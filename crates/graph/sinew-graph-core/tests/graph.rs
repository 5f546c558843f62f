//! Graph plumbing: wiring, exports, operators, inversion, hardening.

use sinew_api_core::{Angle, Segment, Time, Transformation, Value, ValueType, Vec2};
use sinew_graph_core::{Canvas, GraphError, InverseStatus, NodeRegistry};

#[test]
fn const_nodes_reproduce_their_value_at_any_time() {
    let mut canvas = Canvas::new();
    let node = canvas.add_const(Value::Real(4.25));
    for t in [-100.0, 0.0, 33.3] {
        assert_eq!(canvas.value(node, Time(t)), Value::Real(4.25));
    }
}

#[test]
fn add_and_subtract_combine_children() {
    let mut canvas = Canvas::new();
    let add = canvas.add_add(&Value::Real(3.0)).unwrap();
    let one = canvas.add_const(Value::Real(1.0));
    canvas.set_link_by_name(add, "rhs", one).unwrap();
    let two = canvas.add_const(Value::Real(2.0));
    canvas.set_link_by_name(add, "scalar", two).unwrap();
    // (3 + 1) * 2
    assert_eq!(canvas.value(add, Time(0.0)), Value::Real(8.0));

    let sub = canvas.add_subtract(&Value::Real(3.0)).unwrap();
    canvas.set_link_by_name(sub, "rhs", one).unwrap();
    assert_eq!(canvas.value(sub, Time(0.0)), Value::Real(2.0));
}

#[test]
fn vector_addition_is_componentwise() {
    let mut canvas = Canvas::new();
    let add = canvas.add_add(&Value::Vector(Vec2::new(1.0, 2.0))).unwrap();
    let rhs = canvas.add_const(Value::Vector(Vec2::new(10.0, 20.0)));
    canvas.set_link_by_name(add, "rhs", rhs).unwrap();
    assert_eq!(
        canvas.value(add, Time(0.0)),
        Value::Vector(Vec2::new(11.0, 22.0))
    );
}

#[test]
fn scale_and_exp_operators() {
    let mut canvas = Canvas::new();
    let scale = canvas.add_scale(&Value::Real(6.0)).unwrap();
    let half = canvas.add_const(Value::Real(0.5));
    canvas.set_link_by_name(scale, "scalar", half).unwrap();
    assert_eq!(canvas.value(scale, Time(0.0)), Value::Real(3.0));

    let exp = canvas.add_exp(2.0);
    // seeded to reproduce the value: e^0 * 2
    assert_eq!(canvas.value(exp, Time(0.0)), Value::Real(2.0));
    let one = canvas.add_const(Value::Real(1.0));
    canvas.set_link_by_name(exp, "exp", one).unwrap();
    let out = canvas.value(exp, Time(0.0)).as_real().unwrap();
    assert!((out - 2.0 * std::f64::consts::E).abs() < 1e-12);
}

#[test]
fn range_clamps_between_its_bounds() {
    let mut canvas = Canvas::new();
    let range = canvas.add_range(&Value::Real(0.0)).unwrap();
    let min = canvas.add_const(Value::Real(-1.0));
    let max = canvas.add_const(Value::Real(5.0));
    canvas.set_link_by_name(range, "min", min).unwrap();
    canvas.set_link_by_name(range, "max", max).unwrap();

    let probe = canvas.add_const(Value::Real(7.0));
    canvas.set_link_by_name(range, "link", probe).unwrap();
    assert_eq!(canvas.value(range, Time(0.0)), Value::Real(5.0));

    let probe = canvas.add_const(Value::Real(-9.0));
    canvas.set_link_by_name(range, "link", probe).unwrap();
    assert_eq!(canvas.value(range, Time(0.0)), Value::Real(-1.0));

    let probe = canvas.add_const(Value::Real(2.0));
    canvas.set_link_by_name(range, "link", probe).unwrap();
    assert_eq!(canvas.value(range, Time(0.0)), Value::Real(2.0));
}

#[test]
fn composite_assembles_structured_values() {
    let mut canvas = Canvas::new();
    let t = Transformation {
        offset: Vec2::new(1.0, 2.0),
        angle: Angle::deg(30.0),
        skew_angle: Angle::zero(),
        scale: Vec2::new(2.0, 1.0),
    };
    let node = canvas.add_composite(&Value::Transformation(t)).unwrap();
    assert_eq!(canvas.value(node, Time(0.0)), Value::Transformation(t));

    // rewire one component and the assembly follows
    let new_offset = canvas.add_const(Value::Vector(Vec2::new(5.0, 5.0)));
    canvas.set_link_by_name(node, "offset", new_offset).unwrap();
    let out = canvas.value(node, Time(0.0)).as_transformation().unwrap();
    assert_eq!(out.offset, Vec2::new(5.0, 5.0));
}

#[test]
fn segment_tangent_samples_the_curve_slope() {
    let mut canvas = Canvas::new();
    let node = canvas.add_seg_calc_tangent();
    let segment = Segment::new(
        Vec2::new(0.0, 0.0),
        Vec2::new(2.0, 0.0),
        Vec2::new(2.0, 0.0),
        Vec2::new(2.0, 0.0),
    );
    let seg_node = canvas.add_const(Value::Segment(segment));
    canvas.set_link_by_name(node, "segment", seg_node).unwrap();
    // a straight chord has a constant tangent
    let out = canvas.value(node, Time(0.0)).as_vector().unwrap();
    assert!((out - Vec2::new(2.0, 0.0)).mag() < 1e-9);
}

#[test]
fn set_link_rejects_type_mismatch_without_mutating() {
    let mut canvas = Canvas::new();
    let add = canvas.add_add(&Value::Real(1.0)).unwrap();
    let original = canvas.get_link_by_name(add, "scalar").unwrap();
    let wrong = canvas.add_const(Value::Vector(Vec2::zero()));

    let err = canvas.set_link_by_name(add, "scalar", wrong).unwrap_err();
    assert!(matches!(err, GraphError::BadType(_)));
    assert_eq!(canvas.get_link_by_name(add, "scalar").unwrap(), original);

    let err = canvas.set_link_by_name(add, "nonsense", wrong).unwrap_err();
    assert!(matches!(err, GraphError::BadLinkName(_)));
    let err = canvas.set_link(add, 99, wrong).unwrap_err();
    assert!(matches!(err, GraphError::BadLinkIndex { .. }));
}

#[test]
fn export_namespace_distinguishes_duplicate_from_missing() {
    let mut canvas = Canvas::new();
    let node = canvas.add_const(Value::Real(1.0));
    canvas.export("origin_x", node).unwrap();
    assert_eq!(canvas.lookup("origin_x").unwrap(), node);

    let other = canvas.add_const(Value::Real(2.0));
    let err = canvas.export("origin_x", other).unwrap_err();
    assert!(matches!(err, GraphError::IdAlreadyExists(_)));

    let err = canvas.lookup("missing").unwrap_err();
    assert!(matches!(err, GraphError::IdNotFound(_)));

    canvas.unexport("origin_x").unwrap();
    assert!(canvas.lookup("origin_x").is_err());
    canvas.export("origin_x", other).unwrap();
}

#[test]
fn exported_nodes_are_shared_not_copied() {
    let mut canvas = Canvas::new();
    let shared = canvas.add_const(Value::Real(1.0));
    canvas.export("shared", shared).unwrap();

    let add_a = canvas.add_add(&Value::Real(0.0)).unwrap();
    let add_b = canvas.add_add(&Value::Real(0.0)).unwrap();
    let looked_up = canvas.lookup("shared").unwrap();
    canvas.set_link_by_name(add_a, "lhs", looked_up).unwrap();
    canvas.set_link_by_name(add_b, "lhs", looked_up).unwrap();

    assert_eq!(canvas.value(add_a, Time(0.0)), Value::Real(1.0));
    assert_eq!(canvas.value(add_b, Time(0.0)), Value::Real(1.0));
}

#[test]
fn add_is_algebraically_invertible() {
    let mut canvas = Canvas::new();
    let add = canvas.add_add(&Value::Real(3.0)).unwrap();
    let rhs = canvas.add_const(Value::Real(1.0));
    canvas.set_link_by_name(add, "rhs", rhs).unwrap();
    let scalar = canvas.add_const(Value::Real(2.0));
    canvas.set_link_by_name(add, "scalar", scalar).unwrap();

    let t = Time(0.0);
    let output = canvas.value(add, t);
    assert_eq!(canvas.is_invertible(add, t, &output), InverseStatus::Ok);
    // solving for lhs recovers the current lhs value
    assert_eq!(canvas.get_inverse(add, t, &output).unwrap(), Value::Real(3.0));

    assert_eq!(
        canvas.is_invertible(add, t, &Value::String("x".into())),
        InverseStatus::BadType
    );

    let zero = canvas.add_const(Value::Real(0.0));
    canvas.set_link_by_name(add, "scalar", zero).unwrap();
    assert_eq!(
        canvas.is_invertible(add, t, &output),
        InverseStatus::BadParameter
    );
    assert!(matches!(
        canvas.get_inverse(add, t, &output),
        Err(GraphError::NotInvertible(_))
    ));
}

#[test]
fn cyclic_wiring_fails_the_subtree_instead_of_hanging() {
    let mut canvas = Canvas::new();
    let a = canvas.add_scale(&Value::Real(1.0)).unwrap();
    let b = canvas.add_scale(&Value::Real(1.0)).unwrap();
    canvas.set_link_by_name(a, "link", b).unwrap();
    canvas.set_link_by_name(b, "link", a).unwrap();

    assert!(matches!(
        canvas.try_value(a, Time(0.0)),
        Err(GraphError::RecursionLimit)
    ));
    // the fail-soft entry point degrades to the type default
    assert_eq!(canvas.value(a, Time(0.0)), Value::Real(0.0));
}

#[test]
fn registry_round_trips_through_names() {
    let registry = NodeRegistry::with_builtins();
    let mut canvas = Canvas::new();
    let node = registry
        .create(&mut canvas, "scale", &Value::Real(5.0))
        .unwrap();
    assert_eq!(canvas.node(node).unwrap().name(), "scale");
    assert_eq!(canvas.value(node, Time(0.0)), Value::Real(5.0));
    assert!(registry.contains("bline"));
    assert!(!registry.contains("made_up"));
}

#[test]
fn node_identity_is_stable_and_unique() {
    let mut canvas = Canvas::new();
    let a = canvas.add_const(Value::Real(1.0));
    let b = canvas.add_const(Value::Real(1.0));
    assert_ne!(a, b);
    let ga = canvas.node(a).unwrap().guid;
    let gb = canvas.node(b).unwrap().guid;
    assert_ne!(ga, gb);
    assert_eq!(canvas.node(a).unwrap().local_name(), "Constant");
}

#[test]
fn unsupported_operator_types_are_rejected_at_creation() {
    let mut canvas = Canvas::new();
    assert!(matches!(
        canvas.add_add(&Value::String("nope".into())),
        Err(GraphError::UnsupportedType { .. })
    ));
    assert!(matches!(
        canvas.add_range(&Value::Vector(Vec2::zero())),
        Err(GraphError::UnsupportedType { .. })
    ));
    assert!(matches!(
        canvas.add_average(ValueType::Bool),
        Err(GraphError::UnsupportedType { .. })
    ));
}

++++

#### [Task details]
What is the number of lines in the listing above that hold "BadType"? Respond with that number and nothing else.

#### [Output of the task]
2